Of the working force there were 555 workers in 187 small industries and 802 workers in 422 retail units.

There are 4 banks (2007)

In the vehicle fleet there were 2,896 automobiles, 349 trucks, 336 pickup trucks, 26 buses, and 622 motorcycles (2007).

==Health and education==
In the health sector there were 10 health establishments, which included 6 public health clinics, 3 private clinics, and 1 private hospital with 46 beds (2005). Educational needs of 3,700 students were met by 10 primary schools, 2 middle schools, and 12 pre-primary schools.

- Municipal Human Development Index: 0.777 (2000)
- State ranking: 126 out of 853 municipalities as of 2000
- National ranking: 1,134 out of 5,138 municipalities as of 2000
- Literacy rate: 86%
- Life expectancy: 74 (average of males and females)

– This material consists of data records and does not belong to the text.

//! Loopback relay host for E2E tests
//!
//! [`TestRelayHost`] plays the SSH relay host: it owns a TCP listener on
//! 127.0.0.1 standing in for the public port and a [`TestTransport`] that hands
//! connections accepted there to the session through a [`ChannelListener`].
//! Tests can inject accept failures or kill the transport outright.

use std::net::SocketAddr;
use std::sync::Arc;
use std::time::Duration;

use async_trait::async_trait;
use backhaul_relay::{
    AcceptError, Accepted, ChannelListener, ListenerSender, RelayMetrics, ServeOptions,
    SessionError, SessionLifecycle, SessionState, TcpDialer, TransportError, TransportSession,
};
use parking_lot::Mutex;
use tokio::net::{TcpListener, TcpStream};
use tokio::sync::watch;
use tokio::task::JoinHandle;
use tokio_util::sync::CancellationToken;

/// Forwarded connections queued between the public port and the session
const BACKLOG: usize = 32;

struct HostState {
    public: Mutex<Option<TcpListener>>,
    sender: Mutex<Option<ListenerSender<TcpStream>>>,
    killed: CancellationToken,
    refuse: bool,
}

/// A fake relay host with one public port
pub struct TestRelayHost {
    public_addr: SocketAddr,
    state: Arc<HostState>,
}

impl TestRelayHost {
    pub async fn start() -> Self {
        Self::bind(false).await
    }

    /// A relay host that refuses every listen request
    pub async fn refusing() -> Self {
        Self::bind(true).await
    }

    async fn bind(refuse: bool) -> Self {
        let listener = TcpListener::bind("127.0.0.1:0")
            .await
            .expect("Failed to bind public port");
        let public_addr = listener.local_addr().unwrap();

        Self {
            public_addr,
            state: Arc::new(HostState {
                public: Mutex::new(Some(listener)),
                sender: Mutex::new(None),
                killed: CancellationToken::new(),
                refuse,
            }),
        }
    }

    /// Address clients connect to
    pub fn public_addr(&self) -> SocketAddr {
        self.public_addr
    }

    pub fn public_port(&self) -> u16 {
        self.public_addr.port()
    }

    /// Transport session connected to this host
    pub fn transport(&self) -> TestTransport {
        TestTransport {
            state: self.state.clone(),
        }
    }

    /// Deliver a transient accept failure to the session
    pub async fn inject_accept_error(&self, reason: &str) {
        let sender = self.state.sender.lock().clone();
        if let Some(sender) = sender {
            let _ = sender.send(Err(AcceptError::transient(reason))).await;
        }
    }

    /// Kill the transport: the public port closes and the next accept fails terminally
    pub async fn terminate(&self) {
        self.state.killed.cancel();
        let sender = self.state.sender.lock().take();
        if let Some(sender) = sender {
            let _ = sender
                .send(Err(AcceptError::closed("relay host terminated")))
                .await;
        }
    }
}

/// Transport session against a [`TestRelayHost`]
pub struct TestTransport {
    state: Arc<HostState>,
}

#[async_trait]
impl TransportSession for TestTransport {
    type Listener = ChannelListener<TcpStream>;

    async fn open_remote_listener(
        &mut self,
        bind_address: &str,
        port: u16,
    ) -> Result<Self::Listener, TransportError> {
        if self.state.refuse {
            return Err(TransportError::ListenRefused {
                bind_address: bind_address.to_string(),
                port,
                reason: "refused by test relay host".to_string(),
            });
        }
        if self.state.killed.is_cancelled() {
            return Err(TransportError::SessionClosed);
        }

        let public = self
            .state
            .public
            .lock()
            .take()
            .ok_or_else(|| TransportError::Other("public port already forwarded".to_string()))?;

        let (tx, listener) = ChannelListener::channel(BACKLOG, format!("{}:{}", bind_address, port));
        *self.state.sender.lock() = Some(tx.clone());

        tokio::spawn(forward_public_port(public, tx, self.state.killed.clone()));

        Ok(listener)
    }

    async fn close(&mut self) {
        self.state.killed.cancel();
        self.state.sender.lock().take();
    }
}

async fn forward_public_port(
    public: TcpListener,
    sender: ListenerSender<TcpStream>,
    killed: CancellationToken,
) {
    loop {
        let accepted = tokio::select! {
            _ = killed.cancelled() => break,
            accepted = public.accept() => accepted,
        };

        let item = match accepted {
            Ok((stream, peer)) => Ok(Accepted::new(stream, peer.to_string())),
            Err(e) => Err(AcceptError::transient(e.to_string())),
        };

        if sender.send(item).await.is_err() {
            break;
        }
    }
    tracing::debug!("Test relay host public port closed");
}

/// A session serving a [`TestRelayHost`] in the background
pub struct TestTunnel {
    pub metrics: RelayMetrics,
    pub states: watch::Receiver<SessionState>,
    pub shutdown: CancellationToken,
    task: JoinHandle<Result<(), SessionError>>,
}

impl TestTunnel {
    /// Establish the remote listener and serve towards `127.0.0.1:local_port`
    ///
    /// Returns once the session has left `Listening`.
    pub async fn start(host: &TestRelayHost, local_port: u16, options: ServeOptions) -> Self {
        let metrics = RelayMetrics::new();
        let mut session = SessionLifecycle::with_metrics(host.transport(), metrics.clone());
        session
            .establish("127.0.0.1", host.public_port())
            .await
            .expect("Failed to establish remote listener");

        let mut states = session.subscribe();
        let shutdown = CancellationToken::new();
        let dialer = Arc::new(
            TcpDialer::new("127.0.0.1", local_port).with_connect_timeout(Some(Duration::from_secs(2))),
        );

        let task = tokio::spawn(session.serve(dialer, options, shutdown.clone()));

        // Listening until the spawned task enters its accept loop
        tokio::time::timeout(
            Duration::from_secs(5),
            states.wait_for(|s| *s != SessionState::Listening),
        )
        .await
        .expect("Session never started serving")
        .expect("Session dropped its state channel");

        Self {
            metrics,
            states,
            shutdown,
            task,
        }
    }

    pub fn state(&self) -> SessionState {
        *self.states.borrow()
    }

    /// Wait for the session to end
    pub async fn join(self) -> Result<(), SessionError> {
        self.task.await.expect("Session task panicked")
    }
}

/// Poll `condition` until it holds or `timeout` elapses
pub async fn wait_until(timeout: Duration, mut condition: impl FnMut() -> bool) -> bool {
    let deadline = tokio::time::Instant::now() + timeout;
    loop {
        if condition() {
            return true;
        }
        if tokio::time::Instant::now() >= deadline {
            return false;
        }
        tokio::time::sleep(Duration::from_millis(10)).await;
    }
}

In 2000 the per capita monthly income of R$257.00 was below the state average of R$276.00 and below the national average of R$297.00. Poços de Caldas had the highest per capita monthly income in 2000 with R$435.00. The lowest was Setubinha with R$73.00.

The highest ranking municipality in Minas Gerais in 2000 was Poços de Caldas with 0.841, while the lowest was Setubinha with 0.568. Nationally the highest was São Caetano do Sul in São Paulo with 0.919, while the lowest was Setubinha. In more recent statistics (considering 5,507 municipalities) Manari in the state of Pernambuco has the lowest rating in the country—0,467—putting it in last place.